Work required: What is needed is an exact repeat of the lines from the line containing "receive values in" through the final line of the entries below, and nothing else.
*** Dataset entries
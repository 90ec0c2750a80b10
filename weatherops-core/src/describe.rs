//! Human-readable weather categories from (temperature, precipitation, wind).
//!
//! Bands are checked in order and the first match wins:
//!
//! | condition            | category   |
//! |----------------------|------------|
//! | precipitation > 10   | Heavy Rain |
//! | precipitation > 2    | Light Rain |
//! | wind speed > 25      | Windy      |
//! | temperature >= 35    | Very Hot   |
//! | temperature >= 30    | Hot        |
//! | temperature >= 24    | Pleasant   |
//! | temperature >= 18    | Cool       |
//! | temperature >= 10    | Cold       |
//! | otherwise            | Freezing   |

use serde::{Deserialize, Serialize};
use std::fmt;

pub const HEAVY_RAIN_MM: f64 = 10.0;
pub const LIGHT_RAIN_MM: f64 = 2.0;
pub const WINDY_SPEED: f64 = 25.0;

#[derive(Debug, Clone, Copy, PartialEq, Eq, Hash, Serialize, Deserialize)]
pub enum WeatherDescription {
    HeavyRain,
    LightRain,
    Windy,
    VeryHot,
    Hot,
    Pleasant,
    Cool,
    Cold,
    Freezing,
}

impl WeatherDescription {
    pub fn classify(temperature: f64, precipitation: f64, wind_speed: f64) -> Self {
        if precipitation > HEAVY_RAIN_MM {
            Self::HeavyRain
        } else if precipitation > LIGHT_RAIN_MM {
            Self::LightRain
        } else if wind_speed > WINDY_SPEED {
            Self::Windy
        } else if temperature >= 35.0 {
            Self::VeryHot
        } else if temperature >= 30.0 {
            Self::Hot
        } else if temperature >= 24.0 {
            Self::Pleasant
        } else if temperature >= 18.0 {
            Self::Cool
        } else if temperature >= 10.0 {
            Self::Cold
        } else {
            Self::Freezing
        }
    }

    pub fn label(&self) -> &'static str {
        match self {
            Self::HeavyRain => "Heavy Rain",
            Self::LightRain => "Light Rain",
            Self::Windy => "Windy",
            Self::VeryHot => "Very Hot",
            Self::Hot => "Hot",
            Self::Pleasant => "Pleasant",
            Self::Cool => "Cool",
            Self::Cold => "Cold",
            Self::Freezing => "Freezing",
        }
    }

    /// Emoji shown next to the label in terminal output.
    pub fn icon(&self) -> &'static str {
        match self {
            Self::HeavyRain => "🌧️",
            Self::LightRain => "🌦️",
            Self::Windy => "💨",
            Self::VeryHot => "🔥",
            Self::Hot => "☀️",
            Self::Pleasant => "🌤️",
            Self::Cool => "🌫️",
            Self::Cold => "❄️",
            Self::Freezing => "🧊",
        }
    }
}

impl fmt::Display for WeatherDescription {
    fn fmt(&self, f: &mut fmt::Formatter<'_>) -> fmt::Result {
        f.write_str(self.label())
    }
}

#[cfg(test)]
mod tests {
    use super::*;
    use WeatherDescription::*;

    #[test]
    fn precipitation_outranks_everything() {
        assert_eq!(WeatherDescription::classify(40.0, 10.5, 30.0), HeavyRain);
        assert_eq!(WeatherDescription::classify(40.0, 10.0, 30.0), LightRain);
        assert_eq!(WeatherDescription::classify(40.0, 2.0, 30.0), Windy);
    }

    #[test]
    fn wind_outranks_temperature() {
        assert_eq!(WeatherDescription::classify(5.0, 0.0, 25.1), Windy);
        assert_eq!(WeatherDescription::classify(5.0, 0.0, 25.0), Freezing);
    }

    #[test]
    fn temperature_bands_are_inclusive_lower_bounds() {
        let cases = [
            (35.0, VeryHot),
            (34.9, Hot),
            (30.0, Hot),
            (24.0, Pleasant),
            (18.0, Cool),
            (10.0, Cold),
            (9.99, Freezing),
            (-5.0, Freezing),
        ];
        for (temp, expected) in cases {
            assert_eq!(WeatherDescription::classify(temp, 0.0, 0.0), expected, "temp {temp}");
        }
    }

    #[test]
    fn display_uses_label() {
        assert_eq!(VeryHot.to_string(), "Very Hot");
        assert_eq!(HeavyRain.label(), "Heavy Rain");
    }
}
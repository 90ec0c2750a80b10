//! Property tests for store merging and lag feature construction.

use chrono::{Days, NaiveDate};
use polars::prelude::*;
use proptest::prelude::*;
use std::collections::BTreeSet;

use weatherops_core::data::merge;
use weatherops_core::domain::Observation;
use weatherops_core::{CleanedTable, FeatureBuilder, LagSpec};

fn day(offset: u16) -> NaiveDate {
    NaiveDate::from_ymd_opt(2020, 1, 1).unwrap() + Days::new(offset as u64)
}

fn arb_observations() -> impl Strategy<Value = Vec<Observation>> {
    prop::collection::vec((0u16..60, -5.0f64..40.0), 0..40).prop_map(|rows| {
        rows.into_iter()
            .map(|(offset, temp)| {
                let mut obs = Observation::empty(day(offset));
                obs.avg_temp = Some(temp);
                obs
            })
            .collect()
    })
}

fn complete_table(temps: &[f64]) -> CleanedTable {
    let dates: Vec<String> = (0..temps.len()).map(|i| day(i as u16).to_string()).collect();
    let df = df!(
        "timestamp" => dates,
        "avg_temp" => temps.to_vec(),
        "min_temp" => temps.iter().map(|t| t - 3.0).collect::<Vec<_>>(),
        "max_temp" => temps.iter().map(|t| t + 3.0).collect::<Vec<_>>(),
        "precipitation" => vec![0.0; temps.len()],
        "wind_speed" => vec![5.0; temps.len()],
    )
    .unwrap();
    CleanedTable::from_frame(df).unwrap()
}

proptest! {
    #[test]
    fn merge_has_union_of_timestamps_sorted(s in arb_observations(), d in arb_observations()) {
        let merged = merge(&s, &d);
        let expected: BTreeSet<NaiveDate> =
            s.iter().chain(d.iter()).map(|o| o.timestamp).collect();
        let got: Vec<NaiveDate> = merged.iter().map(|o| o.timestamp).collect();
        prop_assert_eq!(got, expected.into_iter().collect::<Vec<_>>());
    }

    #[test]
    fn merge_is_idempotent(s in arb_observations(), d in arb_observations()) {
        let once = merge(&s, &d);
        prop_assert_eq!(merge(&once, &d), once.clone());
        prop_assert_eq!(merge(&s, &once), once);
    }

    #[test]
    fn incoming_wins_on_conflict(s in arb_observations(), d in arb_observations()) {
        let merged = merge(&s, &d);
        for obs in &merged {
            if let Some(last) = d.iter().rev().find(|o| o.timestamp == obs.timestamp) {
                prop_assert_eq!(obs, last);
            }
        }
    }

    #[test]
    fn feature_build_is_deterministic(
        temps in prop::collection::vec(-5.0f64..40.0, 0..30),
        lags in 1usize..5,
    ) {
        let table = complete_table(&temps);
        let spec = LagSpec::new(LagSpec::default().base_features, lags);
        let a = FeatureBuilder::build(&table, &spec).unwrap();
        let b = FeatureBuilder::build(&table, &spec).unwrap();

        prop_assert_eq!(a.columns(), b.columns());
        prop_assert!(a.frame().equals_missing(b.frame()));
        prop_assert_eq!(a.height(), temps.len().saturating_sub(lags));
    }
}
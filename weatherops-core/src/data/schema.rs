use polars::prelude::*;

use crate::data::frame::column_names;
use crate::domain::REQUIRED_COLUMNS;

/// Meteostat-style column names accepted on upload, mapped to canonical names.
pub const COLUMN_ALIASES: [(&str, &str); 6] = [
    ("time", "timestamp"),
    ("tavg", "avg_temp"),
    ("tmin", "min_temp"),
    ("tmax", "max_temp"),
    ("prcp", "precipitation"),
    ("wspd", "wind_speed"),
];

/// Expected shape of an observation upload.
pub struct ObservationSchema;

impl ObservationSchema {
    /// Canonical name for a column, resolving upload aliases.
    pub fn canonical_name(name: &str) -> &str {
        COLUMN_ALIASES
            .iter()
            .find(|(alias, _)| *alias == name)
            .map(|(_, canonical)| *canonical)
            .unwrap_or(name)
    }

    /// Rename aliased columns to their canonical names.
    ///
    /// An alias is left alone when its canonical column is already present,
    /// so an upload carrying both never ends up with duplicate names.
    pub fn canonicalize_columns(df: &mut DataFrame) -> PolarsResult<()> {
        let present = column_names(df);
        for (alias, canonical) in COLUMN_ALIASES {
            if present.iter().any(|c| c == alias) && !present.iter().any(|c| c == canonical) {
                df.rename(alias, canonical.into())?;
            }
        }
        Ok(())
    }

    /// Names of required columns absent from `df`, in canonical order.
    pub fn missing_columns(df: &DataFrame) -> Vec<String> {
        let present = column_names(df);
        REQUIRED_COLUMNS
            .iter()
            .filter(|required| !present.iter().any(|c| c == *required))
            .map(|s| s.to_string())
            .collect()
    }

    /// Reject a frame that lacks any required column.
    pub fn validate(df: &DataFrame) -> Result<(), SchemaError> {
        let missing = Self::missing_columns(df);
        if missing.is_empty() {
            Ok(())
        } else {
            Err(SchemaError::MissingColumns(missing))
        }
    }
}

#[derive(Debug, Clone, PartialEq, thiserror::Error)]
pub enum SchemaError {
    #[error("missing required columns: {}", .0.join(", "))]
    MissingColumns(Vec<String>),

    #[error("feature schema mismatch, model expects features absent from input: {}", .0.join(", "))]
    MissingFeatures(Vec<String>),
}
//! Pluggable predictors consuming a fixed-order feature row.

use serde::{Deserialize, Serialize};

use super::persistence::PersistenceRegressor;
use super::ridge::RidgeRegressor;
use super::trainer::TrainingError;

/// A regression model over an ordered feature vector.
///
/// `fit` binds the model to `feature_names`; `predict` must receive values in
/// that same order. Implementations are deterministic.
pub trait Regressor: Send + Sync {
    /// Short identifier (e.g., "ridge").
    fn name(&self) -> &str;

    fn fit(&mut self, feature_names: &[String], x: &[Vec<f64>], y: &[f64]) -> Result<(), TrainingError>;

    fn predict(&self, row: &[f64]) -> Result<f64, TrainingError>;
}

/// Which predictor to train.
#[derive(Debug, Clone, PartialEq, Serialize, Deserialize)]
#[serde(tag = "kind", rename_all = "snake_case")]
pub enum ModelKind {
    Ridge { alpha: f64 },
    Persistence,
}

impl Default for ModelKind {
    fn default() -> Self {
        Self::Ridge { alpha: 1.0 }
    }
}

impl ModelKind {
    /// An unfitted predictor of this kind for `target`.
    pub fn build(&self, target: &str) -> Predictor {
        match self {
            Self::Ridge { alpha } => Predictor::Ridge(RidgeRegressor::new(*alpha)),
            Self::Persistence => Predictor::Persistence(PersistenceRegressor::new(target)),
        }
    }
}

/// Serializable closed set of predictors, as stored in the model artifact.
#[derive(Debug, Clone, Serialize, Deserialize)]
#[serde(tag = "kind", rename_all = "snake_case")]
pub enum Predictor {
    Ridge(RidgeRegressor),
    Persistence(PersistenceRegressor),
}

impl Regressor for Predictor {
    fn name(&self) -> &str {
        match self {
            Self::Ridge(r) => r.name(),
            Self::Persistence(p) => p.name(),
        }
    }

    fn fit(&mut self, feature_names: &[String], x: &[Vec<f64>], y: &[f64]) -> Result<(), TrainingError> {
        match self {
            Self::Ridge(r) => r.fit(feature_names, x, y),
            Self::Persistence(p) => p.fit(feature_names, x, y),
        }
    }

    fn predict(&self, row: &[f64]) -> Result<f64, TrainingError> {
        match self {
            Self::Ridge(r) => r.predict(row),
            Self::Persistence(p) => p.predict(row),
        }
    }
}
******
Answer for the task:
/// `fit` binds the model to `feature_names`; `predict` must receive values in
/// that same order. Implementations are deterministic.
pub trait Regressor: Send + Sync {
    /// Short identifier (e.g., "ridge").
    fn name(&self) -> &str;

    fn fit(&mut self, feature_names: &[String], x: &[Vec<f64>], y: &[f64]) -> Result<(), TrainingError>;

    fn predict(&self, row: &[f64]) -> Result<f64, TrainingError>;
}

/// Which predictor to train.
#[derive(Debug, Clone, PartialEq, Serialize, Deserialize)]
#[serde(tag = "kind", rename_all = "snake_case")]
pub enum ModelKind {
    Ridge { alpha: f64 },
    Persistence,
}

impl Default for ModelKind {
    fn default() -> Self {
        Self::Ridge { alpha: 1.0 }
    }
}

impl ModelKind {
    /// An unfitted predictor of this kind for `target`.
    pub fn build(&self, target: &str) -> Predictor {
        match self {
            Self::Ridge { alpha } => Predictor::Ridge(RidgeRegressor::new(*alpha)),
            Self::Persistence => Predictor::Persistence(PersistenceRegressor::new(target)),
        }
    }
}

/// Serializable closed set of predictors, as stored in the model artifact.
#[derive(Debug, Clone, Serialize, Deserialize)]
#[serde(tag = "kind", rename_all = "snake_case")]
pub enum Predictor {
    Ridge(RidgeRegressor),
    Persistence(PersistenceRegressor),
}

impl Regressor for Predictor {
    fn name(&self) -> &str {
        match self {
            Self::Ridge(r) => r.name(),
            Self::Persistence(p) => p.name(),
        }
    }

    fn fit(&mut self, feature_names: &[String], x: &[Vec<f64>], y: &[f64]) -> Result<(), TrainingError> {
        match self {
            Self::Ridge(r) => r.fit(feature_names, x, y),
            Self::Persistence(p) => p.fit(feature_names, x, y),
        }
    }

    fn predict(&self, row: &[f64]) -> Result<f64, TrainingError> {
        match self {
            Self::Ridge(r) => r.predict(row),
            Self::Persistence(p) => p.predict(row),
        }
    }
}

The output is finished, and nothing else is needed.